Lo zafferano è composto da un bulbo tubero di forma globoide, che raggiunge i 30 – 45 cm di altezza. Le foglie numerose, sono strette, lineari e di colore grigio verde, con uno scapo florale che racchiude le guaine fogliari.

I fiori hanno una forma tubuloso campanulata, in autunno sviluppano sei lacinie terminali di colore lilla e tre stami gialli che sporgono all’esterno.

Zafferano Crocus Sativus

Lo stimma filiforme è di colore rosso molto brillante. Per tanto un colore più scuro è un indicatore di migliore qualità.

  • lo stimma è ricavato dalla spezia, ma è anche nota con il nome di zafferano. In cucina, è impiegata per la preparazione di alcune cure medicali.

Il frutto ha una capsula oblungo, è acuminata e suddivisa internamente in tre scomparti. Una volta completata la sua maturazione, si apre e lascia uscire numerosi semi dalle forme tondeggianti.

Zafferano Stimma

Il suo prezzo è abbastanza elevato, ma giustificato dal metodo di raccolta fatto a mano per ogni singolo fiore. La qualità dello zafferano dipende dal tipo di produzione.

  • ad esempio, per ricavare 1 kg di polvere si impiegano da 200000 a 400000 stimmi.

  • si tratta della spezia più costosa in assoluto. Il suo valore è dieci volte più della vaniglia e cinquanta volte più del cardamomo.

L’aromatizzante è apprezzato fin dall’antichità, considerato un alimento importante per la cucina. Valorizzarlo per la sua capacità di insaporire molte ricette. Per molti secoli, è stato usato dai maestri tintori per colorare di giallo le stoffe più preziose.

Nell’industria alimentare è impiegato per la preparazione di insalate, per colorire e aromatizzare gli impasti e i ripieni, mentre in pasticceria si usa nella panificazione, per i dolci e le creme.

I benefici dello zafferano per la salute

Lo zafferano è composto da un olio per l’8% – 13% di olio essenziale. La picrocrocina è un glucoside che conferisce il sapore amaro, è importante per le sue proprietà repellenti contro la varietà di insetti e di parassiti.

  • è un composto organico che può raggiunge il 4% del peso dello zafferano secco.

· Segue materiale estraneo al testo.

use rand::Rng;

use crate::color::Rgb;

/// Life lost per tick; a particle lives for roughly fifty ticks.
pub const LIFE_DECAY: f64 = 0.02;
pub const BURST_SIZE: usize = 10;

const MIN_SPEED: f64 = 2.0;
const MAX_SPEED: f64 = 5.0;

/// Short-lived cosmetic particle
#[derive(Debug, Clone, PartialEq)]
pub struct Particle {
    pub x: f64,
    pub y: f64,
    pub vel_x: f64,
    pub vel_y: f64,
    pub color: Rgb,
    pub life: f64,
}

impl Particle {
    fn random<R: Rng + ?Sized>(rng: &mut R, x: f64, y: f64, color: Rgb) -> Self {
        let angle = rng.gen_range(0.0..360.0_f64).to_radians();
        let speed = rng.gen_range(MIN_SPEED..=MAX_SPEED);

        Self {
            x,
            y,
            vel_x: speed * angle.cos(),
            vel_y: speed * angle.sin(),
            color,
            life: 1.0,
        }
    }

    /// Integrate one tick; returns whether the particle is still alive.
    fn update(&mut self) -> bool {
        self.x += self.vel_x;
        self.y += self.vel_y;
        self.life -= LIFE_DECAY;
        self.life > 0.0
    }
}

#[derive(Debug, Clone)]
pub struct ParticleSystem {
    particles: Vec<Particle>,
    enabled: bool,
}

impl ParticleSystem {
    pub fn new(enabled: bool) -> Self {
        Self {
            particles: Vec::new(),
            enabled,
        }
    }

    pub fn particles(&self) -> &[Particle] {
        &self.particles
    }

    pub fn len(&self) -> usize {
        self.particles.len()
    }

    pub fn is_empty(&self) -> bool {
        self.particles.is_empty()
    }

    /// Emit `count` particles from a point. No-op while particle effects are off.
    pub fn spawn_burst<R: Rng + ?Sized>(
        &mut self,
        rng: &mut R,
        x: f64,
        y: f64,
        color: Rgb,
        count: usize,
    ) {
        if !self.enabled {
            return;
        }
        self.particles
            .extend((0..count).map(|_| Particle::random(rng, x, y, color)));
    }

    pub fn advance_tick(&mut self) {
        self.particles.retain_mut(|particle| particle.update());
    }
}

impl Default for ParticleSystem {
    fn default() -> Self {
        Self::new(true)
    }
}
use thiserror::Error;

const LETTERS: &str = "ABCDEFGHIJKLMNOPQRSTUVWXYZ";
const LETTERS_AND_DIGITS: &str = "ABCDEFGHIJKLMNOPQRSTUVWXYZ0123456789";

pub const DEFAULT_DIFFICULTY: &str = "medium";

#[derive(Debug, Clone, PartialEq, Eq, Error)]
pub enum CatalogError {
    #[error("unknown difficulty: {0}")]
    UnknownDifficulty(String),

    #[error("difficulty {0} has an empty character set")]
    EmptyCharacterSet(String),

    #[error("no difficulties configured")]
    EmptyCatalog,
}

/// Tuning for one named difficulty
#[derive(Debug, Clone, PartialEq)]
pub struct DifficultyProfile {
    pub name: String,
    pub base_speed: f64,
    pub spawn_rate: f64,
    pub characters: Vec<char>,
}

impl DifficultyProfile {
    pub fn new(name: &str, base_speed: f64, spawn_rate: f64, characters: &str) -> Self {
        Self {
            name: name.to_string(),
            base_speed,
            spawn_rate,
            characters: characters.chars().collect(),
        }
    }
}

/// Ordered, immutable set of profiles. Order is the left/right cycle order in the menu.
#[derive(Debug, Clone)]
pub struct DifficultyCatalog {
    profiles: Vec<DifficultyProfile>,
}

impl DifficultyCatalog {
    pub fn new(profiles: Vec<DifficultyProfile>) -> Self {
        Self { profiles }
    }

    pub fn standard() -> Self {
        Self::new(vec![
            DifficultyProfile::new("easy", 2.0, 1.0, LETTERS),
            DifficultyProfile::new("medium", 3.0, 1.2, LETTERS_AND_DIGITS),
            DifficultyProfile::new("hard", 5.0, 1.5, LETTERS_AND_DIGITS),
        ])
    }

    /// Startup check: at least one profile, and every profile has something to spawn.
    pub fn validate(&self) -> Result<(), CatalogError> {
        if self.is_empty() {
            return Err(CatalogError::EmptyCatalog);
        }
        if let Some(empty) = self.profiles.iter().find(|p| p.characters.is_empty()) {
            return Err(CatalogError::EmptyCharacterSet(empty.name.clone()));
        }
        Ok(())
    }

    pub fn get(&self, name: &str) -> Result<&DifficultyProfile, CatalogError> {
        self.profiles
            .iter()
            .find(|p| p.name == name)
            .ok_or_else(|| CatalogError::UnknownDifficulty(name.to_string()))
    }

    pub fn index_of(&self, name: &str) -> Result<usize, CatalogError> {
        self.profiles
            .iter()
            .position(|p| p.name == name)
            .ok_or_else(|| CatalogError::UnknownDifficulty(name.to_string()))
    }

    pub fn names(&self) -> Vec<&str> {
        self.profiles.iter().map(|p| p.name.as_str()).collect()
    }

    pub fn len(&self) -> usize {
        self.profiles.len()
    }

    pub fn is_empty(&self) -> bool {
        self.profiles.is_empty()
    }

    /// Profile at `index`, wrapping around the catalog.
    pub fn at(&self, index: usize) -> &DifficultyProfile {
        &self.profiles[index % self.profiles.len()]
    }

    pub fn next_index(&self, index: usize) -> usize {
        (index + 1) % self.profiles.len()
    }

    pub fn prev_index(&self, index: usize) -> usize {
        (index + self.profiles.len() - 1) % self.profiles.len()
    }
}

impl Default for DifficultyCatalog {
    fn default() -> Self {
        Self::standard()
    }
}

Il safranale è una sostanza responsabile del profumo dell’aroma. L’alfa crocina è un glucoside carotenoide che determina il colore, sono presenti anche le vitamine B1, B2 e la riboflavina.

I minerali come il potassio contribuisce a proteggere la salute cardiovascolare, il calcio e il fosforo per le ossa e i denti, il ferro e il rame per i globuli rossi. Lo zafferano è ricco di fibre alleate per favorire la salute intestinale.

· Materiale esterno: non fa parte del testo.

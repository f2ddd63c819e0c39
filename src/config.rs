use serde::{Deserialize, Serialize};
use std::fs;
use std::path::{Path, PathBuf};

use crate::app_dirs::AppDirs;
use crate::difficulty::DEFAULT_DIFFICULTY;
use crate::game::{GameContext, Settings};

/// User preferences persisted between runs
#[derive(Debug, Clone, Serialize, Deserialize, PartialEq)]
pub struct Config {
    pub difficulty: String,
    pub sound_enabled: bool,
    pub particles_enabled: bool,
    pub dark_mode: bool,
    pub letter_effects: bool,
}

impl Default for Config {
    fn default() -> Self {
        Self::from_parts(DEFAULT_DIFFICULTY, &Settings::default())
    }
}

impl Config {
    fn from_parts(difficulty: &str, settings: &Settings) -> Self {
        Self {
            difficulty: difficulty.to_string(),
            sound_enabled: settings.sound_enabled,
            particles_enabled: settings.particles_enabled,
            dark_mode: settings.dark_mode,
            letter_effects: settings.letter_effects,
        }
    }

    pub fn settings(&self) -> Settings {
        Settings {
            sound_enabled: self.sound_enabled,
            particles_enabled: self.particles_enabled,
            dark_mode: self.dark_mode,
            letter_effects: self.letter_effects,
        }
    }
}

impl From<&GameContext> for Config {
    fn from(ctx: &GameContext) -> Self {
        Self::from_parts(&ctx.difficulty().name, &ctx.settings)
    }
}

pub trait ConfigStore {
    fn load(&self) -> Config;
    fn save(&self, cfg: &Config) -> std::io::Result<()>;
}

#[derive(Debug, Clone)]
pub struct FileConfigStore {
    path: PathBuf,
}

impl FileConfigStore {
    #[allow(clippy::new_without_default)]
    pub fn new() -> Self {
        let path = AppDirs::config_path().unwrap_or_else(|| PathBuf::from("letterfall_config.json"));
        Self { path }
    }

    pub fn with_path<P: AsRef<Path>>(p: P) -> Self {
        Self {
            path: p.as_ref().to_path_buf(),
        }
    }
}

impl Default for FileConfigStore {
    fn default() -> Self {
        Self::new()
    }
}

impl ConfigStore for FileConfigStore {
    fn load(&self) -> Config {
        if let Ok(bytes) = fs::read(&self.path) {
            if let Ok(cfg) = serde_json::from_slice::<Config>(&bytes) {
                return cfg;
            }
        }
        Config::default()
    }

    fn save(&self, cfg: &Config) -> std::io::Result<()> {
        if let Some(parent) = self.path.parent() {
            fs::create_dir_all(parent)?;
        }
        let data = serde_json::to_vec_pretty(cfg).map_err(std::io::Error::other)?;
        fs::write(&self.path, data)
    }
}
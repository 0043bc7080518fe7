use std::fmt;
use std::io;

/// A pixel-stream decoding failure. Decoding stops at the first failure and
/// the destination sink must be treated as unusable.
#[derive(Debug)]
pub enum DecodeError {
    /// Input ended inside a PackBits literal run.
    TruncatedLiteralRun { expected: usize },
    /// A PackBits repeat control byte had no byte to repeat.
    TruncatedRepeatRun { count: usize },
    /// Delta buffer length is not a multiple of the sample width.
    UnevenBuffer { length: usize, sample_size: usize },
    /// Source ended before a length-bounded copy completed.
    UnexpectedEndOfData,
    /// Parameters do not fit the compression method.
    ParamsMismatch(crate::codec::Compression),
    /// Prediction applies to 16- and 32-bit samples only.
    UnsupportedDepth(u16),
    /// A zero-width image has no rows to predict over.
    ZeroImageWidth,
    Cancelled,
    IoError(io::Error),
}

impl fmt::Display for DecodeError {
    fn fmt(&self, f: &mut fmt::Formatter<'_>) -> fmt::Result {
        write!(f, "{:?}", self)
    }
}

impl std::error::Error for DecodeError {}

impl From<io::Error> for DecodeError {
    fn from(e: io::Error) -> Self {
        DecodeError::IoError(e)
    }
}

Un dosaggio elevato dello zafferano è in grado di stimolare le contrazioni uterine. Questa spezia può scatenare sbalzi di umore in chi è affetto da disturbo bipolare.

La spezia ha queste sue proprietà curative, usate come carminativo per alleviare i dolori allo stomaco e la tosse, per favorire la digestione. Preparare un infuso aiuta a purificare il sangue, bere una o due tazze al giorno, dopo i pasti.

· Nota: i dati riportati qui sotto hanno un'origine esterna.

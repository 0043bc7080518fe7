use crate::codec::Compression;
use crate::endian::{read_bytes, read_fourcc, read_u8, Endian};
use std::fmt::Display;
use std::io::{self, Read, Seek};
use tracing::debug;

mod blend;
mod color;
mod error;
mod layer;
mod mask;
mod resource;

pub use blend::BlendMode;
pub use color::ColorMode;
pub use error::FormatError;
pub use layer::{
    AdditionalLayerInfo, BlendingRange, ChannelDataPlaceholder, Layer, LayerChannel,
};
pub use mask::{GlobalLayerMask, LayerMask, LayerMaskKind};
pub use resource::ImageResource;

const MAGIC: [u8; 4] = *b"8BPS";
const MIN_CHANNELS: i16 = 1;
const MAX_CHANNELS: i16 = 56;

/// The file variant. PSB widens the length fields of several sections and
/// raises the dimension limit.
#[derive(PartialEq, Eq, Clone, Copy, Debug)]
pub enum PsdVersion {
    Psd,
    Psb,
}

impl PsdVersion {
    /// Reads a section length: 64-bit for PSB, 32-bit for PSD.
    pub(crate) fn read_length<R: Read>(&self, stream: &mut R) -> io::Result<i64> {
        match self {
            PsdVersion::Psd => Endian::Big.read::<4, i32>(stream).map(|v| v as i64),
            PsdVersion::Psb => Endian::Big.read(stream),
        }
    }

    pub const fn max_dimension(&self) -> i32 {
        match self {
            PsdVersion::Psd => 30_000,
            PsdVersion::Psb => 300_000,
        }
    }

    /// The version number as stored in the header.
    pub const fn number(&self) -> i16 {
        match self {
            PsdVersion::Psd => 1,
            PsdVersion::Psb => 2,
        }
    }
}

/// Where the precomposed (merged) image's encoded bytes begin. The bytes are
/// never read during parsing.
#[derive(Debug, Clone, Copy, PartialEq, Eq)]
pub struct ImageDataPlaceholder {
    pub compression: Compression,
    /// Absolute stream position of the first encoded byte.
    pub offset: u64,
}

/// A parsed PSD/PSB document. Pixel data stays in the source stream; layers
/// and the precomposed image carry placeholders describing where to find it.
#[derive(Debug, Clone, PartialEq)]
pub struct Psd {
    pub version: PsdVersion,
    /// 1 to 56.
    pub channel_count: i16,
    pub width: i32,
    pub height: i32,
    /// Bits per channel sample: 1, 8, 16 or 32.
    pub depth: i16,
    pub color_mode: ColorMode,
    /// Palette or duotone payload; empty for modes that carry none.
    pub color_mode_data: Vec<u8>,
    pub image_resources: Vec<ImageResource>,
    pub layers: Vec<Layer>,
    pub global_layer_mask: Option<GlobalLayerMask>,
    pub additional_info: Vec<AdditionalLayerInfo>,
    /// The layer count was stored negative: the first alpha channel of the
    /// merged result carries transparency.
    pub merged_alpha_is_transparency: bool,
    pub precomposed_image: ImageDataPlaceholder,
}

impl Psd {
    /// Parses a document from a seekable stream, failing at the first
    /// violated structural rule. Encoded pixel regions are seeked past, never
    /// read, so memory use is bounded by structural bytes only.
    pub fn read<R: Read + Seek>(stream: &mut R) -> Result<Self, FormatError> {
        let header = read_header(stream)?;
        debug!(
            "header: {}x{}, {} channels, {}-bit, {:?}",
            header.width, header.height, header.channel_count, header.depth, header.color_mode
        );

        let color_mode_data = read_color_mode_data(stream, header.color_mode)?;
        let image_resources = resource::read_image_resources(stream)?;
        let layer_info = layer::read_layer_and_mask_info(stream, header.version)?;

        // precomposed image: compression tag only, bytes stay in the stream
        let compression = read_compression_tag(stream)?;
        let precomposed_image = ImageDataPlaceholder {
            compression,
            offset: stream.stream_position()?,
        };

        Ok(Self {
            version: header.version,
            channel_count: header.channel_count,
            width: header.width,
            height: header.height,
            depth: header.depth,
            color_mode: header.color_mode,
            color_mode_data,
            image_resources,
            layers: layer_info.layers,
            global_layer_mask: layer_info.global_mask,
            additional_info: layer_info.additional_info,
            merged_alpha_is_transparency: layer_info.merged_alpha_is_transparency,
            precomposed_image,
        })
    }
}

impl Display for Psd {
    fn fmt(&self, f: &mut std::fmt::Formatter<'_>) -> std::fmt::Result {
        write!(
            f,
            "Psd(v{}, {}x{}, {} channels, {}-bit, {:?}, {} layers)",
            self.version.number(),
            self.width,
            self.height,
            self.channel_count,
            self.depth,
            self.color_mode,
            self.layers.len()
        )
    }
}

struct Header {
    version: PsdVersion,
    channel_count: i16,
    width: i32,
    height: i32,
    depth: i16,
    color_mode: ColorMode,
}

fn read_header<R: Read>(stream: &mut R) -> Result<Header, FormatError> {
    let magic = read_fourcc(stream)?;
    if magic != MAGIC {
        return Err(FormatError::BadMagic(tag_string(magic)));
    }

    let version = match Endian::Big.read::<2, i16>(stream)? {
        1 => PsdVersion::Psd,
        2 => PsdVersion::Psb,
        other => return Err(FormatError::BadVersion(other)),
    };

    let reserved = read_bytes(stream, 6)?;
    if reserved.iter().any(|&b| b != 0x00) {
        return Err(FormatError::ReservedNotZero);
    }

    let channel_count: i16 = Endian::Big.read(stream)?;
    if !(MIN_CHANNELS..=MAX_CHANNELS).contains(&channel_count) {
        return Err(FormatError::ChannelCountOutOfRange(channel_count));
    }

    let height: i32 = Endian::Big.read(stream)?;
    if height < 1 || height > version.max_dimension() {
        return Err(FormatError::DimensionOutOfRange {
            field: "height",
            value: height,
            max: version.max_dimension(),
        });
    }

    let width: i32 = Endian::Big.read(stream)?;
    if width < 1 || width > version.max_dimension() {
        return Err(FormatError::DimensionOutOfRange {
            field: "width",
            value: width,
            max: version.max_dimension(),
        });
    }

    let depth: i16 = Endian::Big.read(stream)?;
    if ![1, 8, 16, 32].contains(&depth) {
        return Err(FormatError::BadDepth(depth));
    }

    let mode_value: i16 = Endian::Big.read(stream)?;
    let color_mode =
        ColorMode::try_from(mode_value).map_err(|_| FormatError::BadColorMode(mode_value))?;

    Ok(Header {
        version,
        channel_count,
        width,
        height,
        depth,
        color_mode,
    })
}

/// Reads the color mode data section. Its presence must match the color
/// mode: Indexed and Duotone require a payload, every other mode forbids one.
fn read_color_mode_data<R: Read>(
    stream: &mut R,
    color_mode: ColorMode,
) -> Result<Vec<u8>, FormatError> {
    let length: i32 = Endian::Big.read(stream)?;
    if length < 0 {
        return Err(FormatError::NegativeLength {
            field: "color mode data length",
            value: length as i64,
        });
    }
    if (length > 0) != color_mode.requires_mode_data() {
        return Err(FormatError::ColorModeDataMismatch {
            mode: color_mode,
            length,
        });
    }
    Ok(read_bytes(stream, length as usize)?)
}

pub(crate) fn read_compression_tag<R: Read>(stream: &mut R) -> Result<Compression, FormatError> {
    let value: i16 = Endian::Big.read(stream)?;
    Compression::try_from(value).map_err(|_| FormatError::BadCompression(value))
}

pub(crate) fn tag_string(tag: [u8; 4]) -> String {
    String::from_utf8_lossy(&tag).into_owned()
}

/// Reads an ASCII string of exactly `byte_count` bytes.
pub(crate) fn read_ascii_string<R: Read>(
    stream: &mut R,
    byte_count: usize,
) -> Result<String, FormatError> {
    let bytes = read_bytes(stream, byte_count)?;
    if let Some(&bad) = bytes.iter().find(|&&b| b > 0x7F) {
        return Err(FormatError::NonAsciiString(bad));
    }
    Ok(bytes.iter().map(|&b| b as char).collect())
}

/// Reads a Pascal string whose total size (length byte included) is padded to
/// an even byte count.
pub(crate) fn read_pascal_string_even<R: Read>(stream: &mut R) -> Result<String, FormatError> {
    let length = read_u8(stream)? as usize;
    let value = read_ascii_string(stream, length)?;
    if length % 2 == 0 {
        // length byte plus an even count is odd; one padding byte follows
        read_u8(stream)?;
    }
    Ok(value)
}

/// Reads a layer name: a Pascal string padded so the length byte plus content
/// is a multiple of 4. The encoding is undefined by the format; bytes are
/// mapped as Latin-1.
pub(crate) fn read_layer_name<R: Read>(stream: &mut R) -> Result<String, FormatError> {
    let length = read_u8(stream)? as usize;
    let bytes = read_bytes(stream, length)?;
    let pad = 4 - ((length + 1) % 4);
    if pad != 4 {
        read_bytes(stream, pad)?;
    }
    Ok(bytes.iter().map(|&b| b as char).collect())
}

Per il trattamento della pelle del viso la rende più luminosa. Non solo è usato per ridurre gli effetti delle gengive irritate e dolenti. La spezia contiene degli antiossidanti, in grado di rallentare l’invecchiamento cellulare, che aiutano a proteggere la salute dallo stress ossidativo.

Le informazioni riportate rappresentano indicazioni generali e non sostituiscono in alcun modo il parere medico. Per garantirsi un’alimentazione sana ed equilibrata è sempre bene affidarsi ai consigli del proprio medico curante o di un esperto di nutrizione.